Again, there is much more to it, but with these brief examples, we can see that we are coming back to these old, iterated legacy systems, this time in the operation and circulation of world trade and world finance, and no one - at least those in the West - seems to understand the entirety of how they work anymore, and they are being recklessly fooled with by people hopelessly steeped in competing propaganda put out by competing interests, resulting in the proliferation of a briar patch of contradictory material action in the practical realm. This is a fractal problem spreading within and without. 

Now, we can take these growing internal and domestic pressures together with the growing external pressures facing a failing hegemon.
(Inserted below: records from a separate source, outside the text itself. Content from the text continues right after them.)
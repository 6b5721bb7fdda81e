//! The task executor: main polling loop, cancellation-aware waits, and the
//! external control surface.
//!
//! One dedicated thread runs the whole engine: it pulls frames from the
//! [`FrameSource`], runs scene detection, then dispatches every enabled
//! task's per-frame hook in registration order. Tasks never run
//! concurrently with each other; mutual exclusion is structural. All
//! blocking goes through [`ExecContext::sleep`], which polls the
//! cancellation token and the current task's enabled flag at millisecond
//! granularity.

use crate::config::{EngineConfig, SettingsStore, TaskSettings};
use crate::error::{EngineError, Result};
use crate::events::{EngineEvent, EventSink};
use crate::frame::{Frame, FrameSource};
use crate::scene::{Scene, SceneDetector};
use crate::stats::FrameStats;
use crate::task::{Task, TaskHandle};
use std::sync::atomic::{AtomicBool, Ordering};
use std::sync::{Arc, Mutex, MutexGuard};
use std::thread::JoinHandle;
use std::time::{Duration, Instant};
use tokio_util::sync::CancellationToken;
use tracing::{debug, error, info, warn};

/// Granularity of the cooperative wait loop. Bounds cancellation and
/// disablement latency.
const POLL_GRANULARITY: Duration = Duration::from_millis(1);

/// Max age of the cycle's frame while tasks are still being dispatched.
/// Past this, a fresh frame is acquired before the next task.
const FRAME_FRESHNESS: Duration = Duration::from_millis(500);

/// Retry delay between `wait_until` attempts.
const WAIT_RETRY_DELAY: Duration = Duration::from_millis(10);

/// Lock a mutex, recovering the value if a writer panicked.
pub(crate) fn lock<T>(mutex: &Mutex<T>) -> MutexGuard<'_, T> {
    mutex.lock().unwrap_or_else(std::sync::PoisonError::into_inner)
}

/// Executor state shared between the executor thread and external
/// observers.
///
/// Every field is a single atomic or a whole value behind a mutex:
/// observers may read a one-cycle-old snapshot but never a torn one.
pub struct ExecutorStatus {
    paused: AtomicBool,
    pause_start: Mutex<Instant>,
    /// Absolute wake time of the active timed wait.
    wake_deadline: Mutex<Instant>,
    current_task: Mutex<Option<Arc<TaskHandle>>>,
    current_scene: Mutex<Option<String>>,
    last_scene: Mutex<Option<String>>,
}

impl ExecutorStatus {
    /// New status with the pause gate closed; the executor runs its first
    /// cycle only after [`resume`](Self::resume).
    pub(crate) fn new() -> Self {
        let now = Instant::now();
        Self {
            paused: AtomicBool::new(true),
            pause_start: Mutex::new(now),
            wake_deadline: Mutex::new(now),
            current_task: Mutex::new(None),
            current_scene: Mutex::new(None),
            last_scene: Mutex::new(None),
        }
    }

    /// Whether the executor-wide pause gate is closed.
    pub fn is_paused(&self) -> bool {
        self.paused.load(Ordering::SeqCst)
    }

    /// Name of the task whose frame hook is executing, if any.
    pub fn current_task_name(&self) -> Option<String> {
        lock(&self.current_task)
            .as_ref()
            .map(|task| task.name().to_owned())
    }

    /// Name of the currently detected scene, if any.
    pub fn current_scene_name(&self) -> Option<String> {
        lock(&self.current_scene).clone()
    }

    /// Name of the scene active in the previous cycle, if any.
    pub fn last_scene_name(&self) -> Option<String> {
        lock(&self.last_scene).clone()
    }

    pub(crate) fn pause(&self) {
        if !self.paused.swap(true, Ordering::SeqCst) {
            *lock(&self.pause_start) = Instant::now();
        }
    }

    pub(crate) fn resume(&self) {
        if self.paused.swap(false, Ordering::SeqCst) {
            // Shift the wake deadline forward by the pause duration so an
            // interrupted wait still gets its full remaining time.
            let paused_for = lock(&self.pause_start).elapsed();
            *lock(&self.wake_deadline) += paused_for;
        }
    }

    pub(crate) fn set_wake_deadline(&self, deadline: Instant) {
        *lock(&self.wake_deadline) = deadline;
        // A wait published mid-pause owes only the pause time overlapping
        // it; restart the pause clock at publish time.
        if self.is_paused() {
            *lock(&self.pause_start) = Instant::now();
        }
    }

    pub(crate) fn wake_deadline(&self) -> Instant {
        *lock(&self.wake_deadline)
    }

    pub(crate) fn current_task(&self) -> Option<Arc<TaskHandle>> {
        lock(&self.current_task).clone()
    }

    pub(crate) fn set_current_task(&self, task: Option<Arc<TaskHandle>>) {
        *lock(&self.current_task) = task;
    }

    /// Clear the current-task reference if it names the given task.
    pub(crate) fn clear_current_task_if(&self, name: &str) {
        let mut current = lock(&self.current_task);
        if current.as_ref().is_some_and(|task| task.name() == name) {
            *current = None;
        }
    }

    pub(crate) fn set_current_scene(&self, scene: Option<String>) {
        *lock(&self.current_scene) = scene;
    }

    pub(crate) fn rotate_scene(&self) {
        let mut current = lock(&self.current_scene);
        *lock(&self.last_scene) = current.take();
    }
}

/// Execution context handed to tasks during their per-frame hook.
///
/// Owns the frame source, scene catalogue, and telemetry; exposes the
/// cancellation-aware wait primitives every task must use to suspend.
pub struct ExecContext {
    source: Box<dyn FrameSource>,
    detector: SceneDetector,
    stats: FrameStats,
    frame: Option<Frame>,
    config: EngineConfig,
    status: Arc<ExecutorStatus>,
    events: Arc<dyn EventSink>,
    cancel: CancellationToken,
    /// Task whose frame hook is being dispatched. Unlike the observable
    /// `status.current_task`, this survives an external `disable()` so the
    /// wait primitives can still observe the flag flip and unwind.
    active_task: Option<Arc<TaskHandle>>,
}

impl ExecContext {
    /// Engine timing configuration.
    pub fn config(&self) -> &EngineConfig {
        &self.config
    }

    /// Frame-rate telemetry.
    pub fn stats(&self) -> &FrameStats {
        &self.stats
    }

    /// The event sink, for tasks that emit their own notifications.
    pub fn events(&self) -> &Arc<dyn EventSink> {
        &self.events
    }

    /// Whether shutdown has been requested.
    pub fn is_cancelled(&self) -> bool {
        self.cancel.is_cancelled()
    }

    /// The frame acquired for the current cycle, if any.
    pub fn current_frame(&self) -> Option<&Frame> {
        self.frame.as_ref()
    }

    /// Name of the currently detected scene.
    pub fn current_scene(&self) -> Option<&str> {
        self.detector.current_name()
    }

    /// The cycle's frame, acquiring a new one if none is cached.
    ///
    /// # Errors
    ///
    /// Propagates the disablement signal from the internal wait.
    pub fn frame(&mut self) -> Result<Option<Frame>> {
        if let Some(frame) = self.frame.clone() {
            return Ok(Some(frame));
        }
        self.next_frame()
    }

    /// Acquire a fresh frame, waiting up to the scene-wait timeout.
    ///
    /// Resets the per-cycle scene cache first. Returns `Ok(None)` on
    /// timeout or cancellation; absence of a frame is a valid outcome,
    /// not a fault. Zero-sized frames are discarded with a warning.
    ///
    /// # Errors
    ///
    /// Propagates the disablement signal from the internal wait.
    pub fn next_frame(&mut self) -> Result<Option<Frame>> {
        self.reset_scene();
        let start = Instant::now();
        let timeout = self.config.scene_wait_timeout();

        while !self.cancel.is_cancelled() {
            if self.source.should_capture() {
                if let Some(frame) = self.source.get_frame() {
                    if frame.is_sized() {
                        self.events.emit(EngineEvent::FrameAvailable {
                            width: frame.width(),
                            height: frame.height(),
                        });
                        self.frame = Some(frame.clone());
                        return Ok(Some(frame));
                    }
                    warn!(
                        "captured wrong size frame: {}x{}",
                        frame.width(),
                        frame.height()
                    );
                }
            }
            self.sleep(POLL_GRANULARITY)?;
            if start.elapsed() > timeout {
                return Ok(None);
            }
        }
        Ok(None)
    }

    /// Forget the cached frame and the current scene, keeping the scene
    /// for the next optimistic re-check.
    pub fn reset_scene(&mut self) {
        self.frame = None;
        self.detector.reset();
        self.status.rotate_scene();
    }

    /// Cancellation-aware timed sleep; the single blocking primitive.
    ///
    /// Computes an absolute wake time and polls at millisecond
    /// granularity, checking in order: cancellation (returns
    /// immediately), disablement of the current task (unwinds via
    /// `TaskDisabled`), and the wake time — which only counts while the
    /// executor is not paused and the source permits capture. A pause of
    /// duration P shifts the wake time by P, so the wait still gets its
    /// full remaining duration after resume.
    ///
    /// # Errors
    ///
    /// Returns `TaskDisabled` when the current task's enabled flag flips
    /// false mid-wait.
    pub fn sleep(&mut self, timeout: Duration) -> Result<()> {
        self.stats.add_sleep(timeout);
        self.status.set_wake_deadline(Instant::now() + timeout);

        loop {
            if self.cancel.is_cancelled() {
                debug!("cancellation observed, ending sleep early");
                return Ok(());
            }
            if let Some(task) = &self.active_task {
                if !task.enabled() {
                    return Err(EngineError::TaskDisabled {
                        task: task.name().to_owned(),
                    });
                }
            }
            if !self.status.is_paused()
                && self.source.should_capture()
                && Instant::now() >= self.status.wake_deadline()
            {
                return Ok(());
            }
            std::thread::sleep(POLL_GRANULARITY);
        }
    }

    /// Repeatedly acquire a fresh frame and evaluate `condition` until it
    /// yields a value or `timeout` elapses.
    ///
    /// Sleeps the settle delay first. Each attempt runs `pre_action`,
    /// acquires a frame, and evaluates the condition; on success it sleeps
    /// the confirmation delay and returns the value, otherwise it runs
    /// `post_action` (e.g. a corrective click) and retries. A `timeout`
    /// of zero means the engine's default. Timing out returns `Ok(None)`;
    /// it is not an error.
    ///
    /// # Errors
    ///
    /// Propagates the disablement signal from the internal waits.
    pub fn wait_until<T>(
        &mut self,
        mut condition: impl FnMut(&mut ExecContext) -> Option<T>,
        timeout: Duration,
        mut pre_action: Option<&mut dyn FnMut(&mut ExecContext)>,
        mut post_action: Option<&mut dyn FnMut(&mut ExecContext)>,
    ) -> Result<Option<T>> {
        let settle = self.config.settle_delay();
        self.sleep(settle)?;

        let timeout = if timeout.is_zero() {
            self.config.scene_wait_timeout()
        } else {
            timeout
        };
        let start = Instant::now();

        while !self.cancel.is_cancelled() {
            if let Some(pre) = pre_action.as_mut() {
                pre(self);
            }
            if self.next_frame()?.is_some() {
                let result = condition(self);
                self.add_frame_stats();
                if let Some(result) = result {
                    debug!("wait_until condition met");
                    let confirm = self.config.confirm_delay();
                    self.sleep(confirm)?;
                    return Ok(Some(result));
                }
            }
            if let Some(post) = post_action.as_mut() {
                post(self);
            }
            if start.elapsed() > timeout {
                info!("wait_until timed out after {timeout:?}");
                break;
            }
            self.sleep(WAIT_RETRY_DELAY)?;
        }
        Ok(None)
    }

    /// Wait until a scene is detected, optionally restricted to scenes
    /// with the given category tag. Returns the scene name.
    ///
    /// # Errors
    ///
    /// Propagates the disablement signal from the internal waits.
    pub fn wait_scene(
        &mut self,
        category: Option<&str>,
        timeout: Duration,
        pre_action: Option<&mut dyn FnMut(&mut ExecContext)>,
        post_action: Option<&mut dyn FnMut(&mut ExecContext)>,
    ) -> Result<Option<String>> {
        self.wait_until(
            |ctx| ctx.detect_scene_in(category),
            timeout,
            pre_action,
            post_action,
        )
    }

    /// Run two-phase scene detection against the cycle's frame and
    /// publish the result. Returns the selected scene's name.
    pub fn detect_scene(&mut self) -> Option<String> {
        self.detect_scene_in(None)
    }

    /// Scene detection with an optional category filter for the full
    /// scan (the optimistic re-check is unfiltered).
    pub fn detect_scene_in(&mut self, category: Option<&str>) -> Option<String> {
        let frame = self.frame.clone()?;
        let selected = self.detector.detect_filtered(&frame, category);
        let name = selected.map(|idx| self.detector.name_of(idx).to_owned());
        self.status.set_current_scene(name.clone());
        name
    }

    /// Record the cycle in the telemetry window and emit derived values.
    pub(crate) fn add_frame_stats(&mut self) {
        self.stats.add_frame();
        if let Some(fps) = self.stats.fps() {
            self.events.emit(EngineEvent::FrameTime {
                mean_ms: self.stats.mean_ms(),
                fps,
            });
            self.events.emit(EngineEvent::SceneChanged {
                scene: self.status.current_scene_name(),
            });
        }
    }
}
//! Task contract, shared task state, and the derived status machine.

use crate::config::{SettingsValidator, TaskSettings};
use crate::error::Result;
use crate::events::{EngineEvent, EventSink};
use crate::executor::{ExecContext, ExecutorStatus, lock};
use crate::handler::Handler;
use serde_json::Value;
use std::collections::BTreeMap;
use std::sync::atomic::{AtomicBool, AtomicU32, AtomicU64, Ordering};
use std::sync::{Arc, Mutex, MutexGuard, OnceLock};
use std::time::{Duration, SystemTime, UNIX_EPOCH};
use tokio_util::sync::CancellationToken;
use tracing::{error, info};

/// A unit of per-frame work, called by the executor each cycle while
/// enabled.
pub trait Task: Send {
    /// Task name; must be unique within one executor.
    fn name(&self) -> &str;

    /// Human-readable description for status display.
    fn description(&self) -> &str {
        ""
    }

    /// Default values for this task's persisted settings.
    fn default_settings(&self) -> BTreeMap<String, Value> {
        BTreeMap::new()
    }

    /// Optional validation hook applied when a setting is changed.
    fn settings_validator(&self) -> Option<SettingsValidator> {
        None
    }

    /// Called once when the task is registered.
    fn on_create(&mut self, _handle: &Arc<TaskHandle>) {}

    /// Called once at executor teardown.
    fn on_destroy(&mut self) {}

    /// Per-frame hook. May suspend only through the context's wait/sleep
    /// primitives; a `TaskDisabled` error unwinds just this invocation.
    fn run_frame(&mut self, ctx: &mut ExecContext) -> Result<()>;
}

/// Task status derived from the flag tuple; never stored.
#[derive(Debug, Clone, Copy, PartialEq, Eq)]
pub enum TaskStatus {
    /// Task is disabled.
    NotStarted,
    /// Task is enabled and waiting for its turn in the cycle.
    InQueue,
    /// Task is enabled but the executor pause gate is closed.
    Paused,
    /// The task's frame hook is executing right now.
    Running,
}

impl TaskStatus {
    /// Pure projection from a flag snapshot.
    pub fn project(enabled: bool, paused: bool, running: bool) -> Self {
        if running {
            Self::Running
        } else if enabled {
            if paused { Self::Paused } else { Self::InQueue }
        } else {
            Self::NotStarted
        }
    }
}

impl std::fmt::Display for TaskStatus {
    fn fmt(&self, f: &mut std::fmt::Formatter<'_>) -> std::fmt::Result {
        let label = match self {
            Self::NotStarted => "Not Started",
            Self::InQueue => "In Queue",
            Self::Paused => "Paused",
            Self::Running => "Running",
        };
        f.write_str(label)
    }
}

/// Shared, observer-readable state of one registered task.
///
/// The executor thread mutates the flags; external observers (status
/// reporting, a front-end) read them concurrently. Every field is either a
/// single atomic or a whole value behind a mutex, so reads may be one
/// cycle stale but are never torn.
pub struct TaskHandle {
    name: String,
    description: String,
    enabled: AtomicBool,
    paused: AtomicBool,
    running: AtomicBool,
    done: AtomicBool,
    error_count: AtomicU32,
    /// Epoch millis of the last dispatch; 0 = never ran.
    last_execute_ms: AtomicU64,
    info: Mutex<BTreeMap<String, Value>>,
    settings: Mutex<TaskSettings>,
    handler: OnceLock<Handler>,
    status: Arc<ExecutorStatus>,
    events: Arc<dyn EventSink>,
    cancel: CancellationToken,
}

impl TaskHandle {
    pub(crate) fn new(
        name: String,
        description: String,
        settings: TaskSettings,
        status: Arc<ExecutorStatus>,
        events: Arc<dyn EventSink>,
        cancel: CancellationToken,
    ) -> Self {
        Self {
            name,
            description,
            enabled: AtomicBool::new(false),
            paused: AtomicBool::new(false),
            running: AtomicBool::new(false),
            done: AtomicBool::new(false),
            error_count: AtomicU32::new(0),
            last_execute_ms: AtomicU64::new(0),
            info: Mutex::new(BTreeMap::new()),
            settings: Mutex::new(settings),
            handler: OnceLock::new(),
            status,
            events,
            cancel,
        }
    }

    /// Task name.
    pub fn name(&self) -> &str {
        &self.name
    }

    /// Task description.
    pub fn description(&self) -> &str {
        &self.description
    }

    /// Whether the task is eligible for scheduling.
    pub fn enabled(&self) -> bool {
        self.enabled.load(Ordering::SeqCst)
    }

    /// The task's own pause display flag (the gate itself is
    /// executor-wide).
    pub fn paused(&self) -> bool {
        self.paused.load(Ordering::SeqCst)
    }

    /// Whether the task's frame hook is executing right now.
    pub fn running(&self) -> bool {
        self.running.load(Ordering::SeqCst)
    }

    /// Whether the task finished and is skipped until re-enabled.
    pub fn done(&self) -> bool {
        self.done.load(Ordering::SeqCst)
    }

    /// Number of faults raised from this task's frame hook.
    pub fn error_count(&self) -> u32 {
        self.error_count.load(Ordering::SeqCst)
    }

    /// Wall-clock time of the last dispatch.
    pub fn last_execute_time(&self) -> Option<SystemTime> {
        match self.last_execute_ms.load(Ordering::SeqCst) {
            0 => None,
            ms => Some(UNIX_EPOCH + Duration::from_millis(ms)),
        }
    }

    /// Status derived from an atomically-read flag snapshot.
    pub fn status(&self) -> TaskStatus {
        TaskStatus::project(self.enabled(), self.paused(), self.running())
    }

    /// Whether the executor may dispatch this task.
    pub fn can_run(&self) -> bool {
        self.enabled() && !self.done()
    }

    /// Make the task eligible for scheduling. The first call after a
    /// disable clears accumulated info; repeating it is a no-op beyond
    /// clearing `done`.
    pub fn enable(&self) {
        if !self.enabled.swap(true, Ordering::SeqCst) {
            lock(&self.info).clear();
        }
        self.done.store(false, Ordering::SeqCst);
        self.emit_changed();
    }

    /// Remove the task from scheduling. If it is the executor's current
    /// task, the reference is cleared and the task's frame processing
    /// unwinds at its next wait checkpoint.
    pub fn disable(&self) {
        self.enabled.store(false, Ordering::SeqCst);
        self.status.clear_current_task_if(&self.name);
        self.emit_changed();
    }

    /// Mark the task finished, then disable it. It is skipped until
    /// [`enable`](Self::enable) clears the flag.
    pub fn set_done(&self) {
        self.done.store(true, Ordering::SeqCst);
        self.disable();
    }

    /// Close the executor-wide pause gate. Exposed on the task for
    /// front-end convenience; the gate affects every task.
    pub fn pause(&self) {
        self.status.pause();
        self.paused.store(true, Ordering::SeqCst);
        self.events.emit(EngineEvent::ExecutorPaused(true));
        self.emit_changed();
    }

    /// Reopen the executor-wide pause gate.
    pub fn unpause(&self) {
        self.paused.store(false, Ordering::SeqCst);
        self.status.resume();
        self.events.emit(EngineEvent::ExecutorPaused(false));
        self.emit_changed();
    }

    /// Access the task's persisted settings.
    pub fn settings(&self) -> MutexGuard<'_, TaskSettings> {
        lock(&self.settings)
    }

    /// The task's auxiliary delayed-job worker, created on first use and
    /// owned exclusively by this task afterwards. Only the executor thread
    /// (while running this task) should call this.
    ///
    /// # Errors
    ///
    /// Returns an error if the worker thread cannot be spawned.
    pub fn handler(&self) -> Result<&Handler> {
        if let Some(handler) = self.handler.get() {
            return Ok(handler);
        }
        let handler = Handler::new(&self.name, self.cancel.clone())?;
        Ok(self.handler.get_or_init(|| handler))
    }

    /// Set one info entry.
    pub fn info_set(&self, key: impl Into<String>, value: impl Into<Value>) {
        lock(&self.info).insert(key.into(), value.into());
    }

    /// Increment a numeric info entry, creating it at zero.
    pub fn info_incr(&self, key: &str, by: i64) {
        let mut info = lock(&self.info);
        let current = info.get(key).and_then(Value::as_i64).unwrap_or(0);
        info.insert(key.to_owned(), Value::from(current + by));
    }

    /// Read one info entry.
    pub fn info_get(&self, key: &str) -> Option<Value> {
        lock(&self.info).get(key).cloned()
    }

    /// Clear all accumulated info.
    pub fn info_clear(&self) {
        lock(&self.info).clear();
    }

    /// Snapshot of the whole info map.
    pub fn info_snapshot(&self) -> BTreeMap<String, Value> {
        lock(&self.info).clone()
    }

    /// Log at info level and mirror the message into the info map.
    pub fn log_info(&self, message: impl Into<String>, notify: bool) {
        let message = message.into();
        info!("[{}] {message}", self.name);
        self.info_set("Log", message.clone());
        if notify {
            self.notify(message, None, false);
        }
    }

    /// Log at error level and mirror the message into the info map.
    pub fn log_error(&self, message: impl Into<String>, notify: bool) {
        let message = message.into();
        error!("[{}] {message}", self.name);
        self.info_set("Error", message.clone());
        if notify {
            self.notify(message, None, true);
        }
    }

    /// Emit a user-facing notification.
    pub fn notify(&self, message: impl Into<String>, title: Option<String>, error: bool) {
        self.events.emit(EngineEvent::Notification {
            message: message.into(),
            title,
            error,
        });
    }

    pub(crate) fn set_running(&self, running: bool) {
        self.running.store(running, Ordering::SeqCst);
    }

    pub(crate) fn mark_executed(&self) {
        let ms = SystemTime::now()
            .duration_since(UNIX_EPOCH)
            .unwrap_or_default()
            .as_millis() as u64;
        self.last_execute_ms.store(ms, Ordering::SeqCst);
    }

    pub(crate) fn incr_error(&self) -> u32 {
        self.error_count.fetch_add(1, Ordering::SeqCst) + 1
    }

    fn emit_changed(&self) {
        self.events.emit(EngineEvent::TaskChanged {
            task: self.name.clone(),
            status: self.status(),
        });
    }
}

impl std::fmt::Debug for TaskHandle {
    fn fmt(&self, f: &mut std::fmt::Formatter<'_>) -> std::fmt::Result {
        f.debug_struct("TaskHandle")
            .field("name", &self.name)
            .field("status", &self.status())
            .field("done", &self.done())
            .field("error_count", &self.error_count())
            .finish()
    }
}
The United States has been a cruel master and has deceived and kicked around a lot of people in its day, and seems to be attempting to outdo its own cruelty in clutching the remnants of its hegemonic status as it grows ever weaker internally, feeling it, knowing it, but refusing to believe it, as its dragged down by that bad blood turning to stone. Now that is a hell of a lot of pressure. 

But I don't want to end on full apprehension though. Yeah, a lot of this is pretty worrisome, and with growing chaos you don't really know what you are going to get. But as alluded to earlier, all kinds of opportunities can also open up, depending on who and where you are and what you are doing. A great tree going down can act as a bridge of sorts, and open up the skies around it.